→ Problem statement
Among the entries below, take the line with "repository 5df35ba15c1d3153" and the line with "use std::sync::Arc;", and output them and every line between them exactly, with nothing else.

(Records shown)

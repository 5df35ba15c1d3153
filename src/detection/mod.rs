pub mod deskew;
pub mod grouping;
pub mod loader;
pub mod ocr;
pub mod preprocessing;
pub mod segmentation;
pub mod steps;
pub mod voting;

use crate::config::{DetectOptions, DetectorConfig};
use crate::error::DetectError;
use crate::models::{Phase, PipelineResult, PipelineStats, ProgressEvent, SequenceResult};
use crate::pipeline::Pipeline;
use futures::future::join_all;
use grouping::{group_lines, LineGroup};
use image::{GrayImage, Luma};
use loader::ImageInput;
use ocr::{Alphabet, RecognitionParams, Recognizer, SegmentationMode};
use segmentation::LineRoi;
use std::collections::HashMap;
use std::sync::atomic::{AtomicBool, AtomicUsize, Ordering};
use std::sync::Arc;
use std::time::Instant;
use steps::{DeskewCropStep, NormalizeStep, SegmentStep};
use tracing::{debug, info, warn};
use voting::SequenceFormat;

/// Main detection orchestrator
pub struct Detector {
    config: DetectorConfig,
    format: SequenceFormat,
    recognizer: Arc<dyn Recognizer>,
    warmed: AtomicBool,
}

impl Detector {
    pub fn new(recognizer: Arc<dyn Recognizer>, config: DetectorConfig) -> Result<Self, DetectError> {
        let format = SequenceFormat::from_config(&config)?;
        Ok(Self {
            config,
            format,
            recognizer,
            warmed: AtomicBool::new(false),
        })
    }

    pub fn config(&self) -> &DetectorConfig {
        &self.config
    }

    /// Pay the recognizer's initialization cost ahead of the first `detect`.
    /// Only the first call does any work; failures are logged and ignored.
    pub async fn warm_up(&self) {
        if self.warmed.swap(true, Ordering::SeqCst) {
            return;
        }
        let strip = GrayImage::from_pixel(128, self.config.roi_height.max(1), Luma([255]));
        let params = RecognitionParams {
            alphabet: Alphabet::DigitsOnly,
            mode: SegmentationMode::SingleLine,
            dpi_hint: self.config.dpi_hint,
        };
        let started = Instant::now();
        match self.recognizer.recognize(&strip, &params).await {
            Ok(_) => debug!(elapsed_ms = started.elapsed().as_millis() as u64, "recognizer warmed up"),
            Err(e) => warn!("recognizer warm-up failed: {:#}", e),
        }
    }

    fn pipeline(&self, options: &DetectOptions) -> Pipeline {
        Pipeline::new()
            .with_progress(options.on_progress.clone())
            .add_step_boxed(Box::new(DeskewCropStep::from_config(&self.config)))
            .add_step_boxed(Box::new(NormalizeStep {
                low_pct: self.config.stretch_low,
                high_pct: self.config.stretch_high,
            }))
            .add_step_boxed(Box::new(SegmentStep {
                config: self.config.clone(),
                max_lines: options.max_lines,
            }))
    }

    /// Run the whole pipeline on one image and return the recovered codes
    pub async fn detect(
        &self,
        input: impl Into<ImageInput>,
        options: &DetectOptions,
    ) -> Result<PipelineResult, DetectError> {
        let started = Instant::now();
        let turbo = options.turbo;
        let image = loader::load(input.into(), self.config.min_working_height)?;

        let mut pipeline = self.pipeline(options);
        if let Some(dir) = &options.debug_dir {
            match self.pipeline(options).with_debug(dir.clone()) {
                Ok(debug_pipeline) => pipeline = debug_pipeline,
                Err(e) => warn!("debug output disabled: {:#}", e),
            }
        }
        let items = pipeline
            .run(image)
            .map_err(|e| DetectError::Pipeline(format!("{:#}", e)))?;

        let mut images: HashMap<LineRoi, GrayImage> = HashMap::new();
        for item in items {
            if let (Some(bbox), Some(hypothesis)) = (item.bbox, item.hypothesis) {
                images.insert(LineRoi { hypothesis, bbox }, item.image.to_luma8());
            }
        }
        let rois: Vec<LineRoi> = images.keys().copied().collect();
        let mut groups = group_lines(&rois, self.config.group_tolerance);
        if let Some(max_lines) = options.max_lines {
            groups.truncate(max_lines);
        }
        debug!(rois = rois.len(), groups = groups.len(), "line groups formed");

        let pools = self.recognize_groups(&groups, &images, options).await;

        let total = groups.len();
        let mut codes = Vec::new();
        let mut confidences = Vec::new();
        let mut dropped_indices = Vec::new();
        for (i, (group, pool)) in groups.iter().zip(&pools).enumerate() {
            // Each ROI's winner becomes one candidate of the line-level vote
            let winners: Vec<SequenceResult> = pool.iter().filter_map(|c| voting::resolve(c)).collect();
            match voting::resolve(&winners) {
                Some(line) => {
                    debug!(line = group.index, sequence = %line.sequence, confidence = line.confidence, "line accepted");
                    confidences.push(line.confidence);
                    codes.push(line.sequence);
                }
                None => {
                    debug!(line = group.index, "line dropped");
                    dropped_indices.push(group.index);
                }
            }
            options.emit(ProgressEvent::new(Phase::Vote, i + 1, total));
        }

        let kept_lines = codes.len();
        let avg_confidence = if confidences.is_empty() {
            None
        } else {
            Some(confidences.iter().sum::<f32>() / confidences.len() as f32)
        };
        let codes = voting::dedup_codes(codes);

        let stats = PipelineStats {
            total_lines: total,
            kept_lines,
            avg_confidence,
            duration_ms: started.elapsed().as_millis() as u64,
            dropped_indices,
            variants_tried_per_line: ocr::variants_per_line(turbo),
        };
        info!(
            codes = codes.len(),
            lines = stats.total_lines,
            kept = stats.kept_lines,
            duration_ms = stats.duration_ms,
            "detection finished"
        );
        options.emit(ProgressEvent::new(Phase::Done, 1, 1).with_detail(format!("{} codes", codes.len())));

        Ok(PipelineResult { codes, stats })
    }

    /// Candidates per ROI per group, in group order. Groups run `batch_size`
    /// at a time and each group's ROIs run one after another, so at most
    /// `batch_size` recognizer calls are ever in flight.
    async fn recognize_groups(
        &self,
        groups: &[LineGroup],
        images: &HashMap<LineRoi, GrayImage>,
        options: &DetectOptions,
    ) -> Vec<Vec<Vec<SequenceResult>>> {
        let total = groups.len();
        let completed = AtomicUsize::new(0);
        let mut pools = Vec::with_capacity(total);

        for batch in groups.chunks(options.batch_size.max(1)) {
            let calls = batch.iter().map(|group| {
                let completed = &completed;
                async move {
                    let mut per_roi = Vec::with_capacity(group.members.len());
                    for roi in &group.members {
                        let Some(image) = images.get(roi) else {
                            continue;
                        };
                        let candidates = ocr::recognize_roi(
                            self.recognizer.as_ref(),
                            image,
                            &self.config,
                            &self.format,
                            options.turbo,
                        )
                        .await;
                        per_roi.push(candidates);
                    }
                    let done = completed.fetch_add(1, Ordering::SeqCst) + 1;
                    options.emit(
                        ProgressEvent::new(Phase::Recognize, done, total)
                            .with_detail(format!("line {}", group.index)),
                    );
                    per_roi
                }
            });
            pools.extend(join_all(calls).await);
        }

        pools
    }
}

(End Records shown)
(Records shown)

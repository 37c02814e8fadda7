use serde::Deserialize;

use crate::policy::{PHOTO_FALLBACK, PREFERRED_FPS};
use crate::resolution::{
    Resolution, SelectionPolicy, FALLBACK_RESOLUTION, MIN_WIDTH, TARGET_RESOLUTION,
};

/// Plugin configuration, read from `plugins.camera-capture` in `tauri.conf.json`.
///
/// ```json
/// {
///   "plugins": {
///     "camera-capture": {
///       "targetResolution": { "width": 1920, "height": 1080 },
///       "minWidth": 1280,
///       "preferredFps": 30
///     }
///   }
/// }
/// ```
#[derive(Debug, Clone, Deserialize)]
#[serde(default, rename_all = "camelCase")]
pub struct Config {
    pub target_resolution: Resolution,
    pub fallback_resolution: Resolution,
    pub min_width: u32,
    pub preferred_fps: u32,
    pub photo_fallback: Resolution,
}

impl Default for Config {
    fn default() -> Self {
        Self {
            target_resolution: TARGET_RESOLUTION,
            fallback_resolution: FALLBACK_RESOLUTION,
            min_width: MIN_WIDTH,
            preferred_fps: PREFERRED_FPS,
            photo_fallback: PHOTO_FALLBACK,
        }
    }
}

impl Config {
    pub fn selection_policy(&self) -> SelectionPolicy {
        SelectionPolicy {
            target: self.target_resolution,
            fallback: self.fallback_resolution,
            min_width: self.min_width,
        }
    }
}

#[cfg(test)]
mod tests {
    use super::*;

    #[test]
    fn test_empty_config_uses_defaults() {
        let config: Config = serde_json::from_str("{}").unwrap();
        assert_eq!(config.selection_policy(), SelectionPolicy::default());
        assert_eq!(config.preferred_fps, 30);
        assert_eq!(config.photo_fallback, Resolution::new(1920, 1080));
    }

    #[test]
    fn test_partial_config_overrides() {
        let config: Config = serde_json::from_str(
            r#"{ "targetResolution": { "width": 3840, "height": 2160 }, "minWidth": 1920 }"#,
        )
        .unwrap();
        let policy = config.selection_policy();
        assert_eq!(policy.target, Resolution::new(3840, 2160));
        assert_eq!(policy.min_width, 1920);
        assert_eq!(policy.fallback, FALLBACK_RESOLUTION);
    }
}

(End Records shown)

→ Reply
repository 5df35ba15c1d3153
filename src/detection/mod.rs
pub mod deskew;
pub mod grouping;
pub mod loader;
pub mod ocr;
pub mod preprocessing;
pub mod segmentation;
pub mod steps;
pub mod voting;

use crate::config::{DetectOptions, DetectorConfig};
use crate::error::DetectError;
use crate::models::{Phase, PipelineResult, PipelineStats, ProgressEvent, SequenceResult};
use crate::pipeline::Pipeline;
use futures::future::join_all;
use grouping::{group_lines, LineGroup};
use image::{GrayImage, Luma};
use loader::ImageInput;
use ocr::{Alphabet, RecognitionParams, Recognizer, SegmentationMode};
use segmentation::LineRoi;
use std::collections::HashMap;
use std::sync::atomic::{AtomicBool, AtomicUsize, Ordering};
use std::sync::Arc;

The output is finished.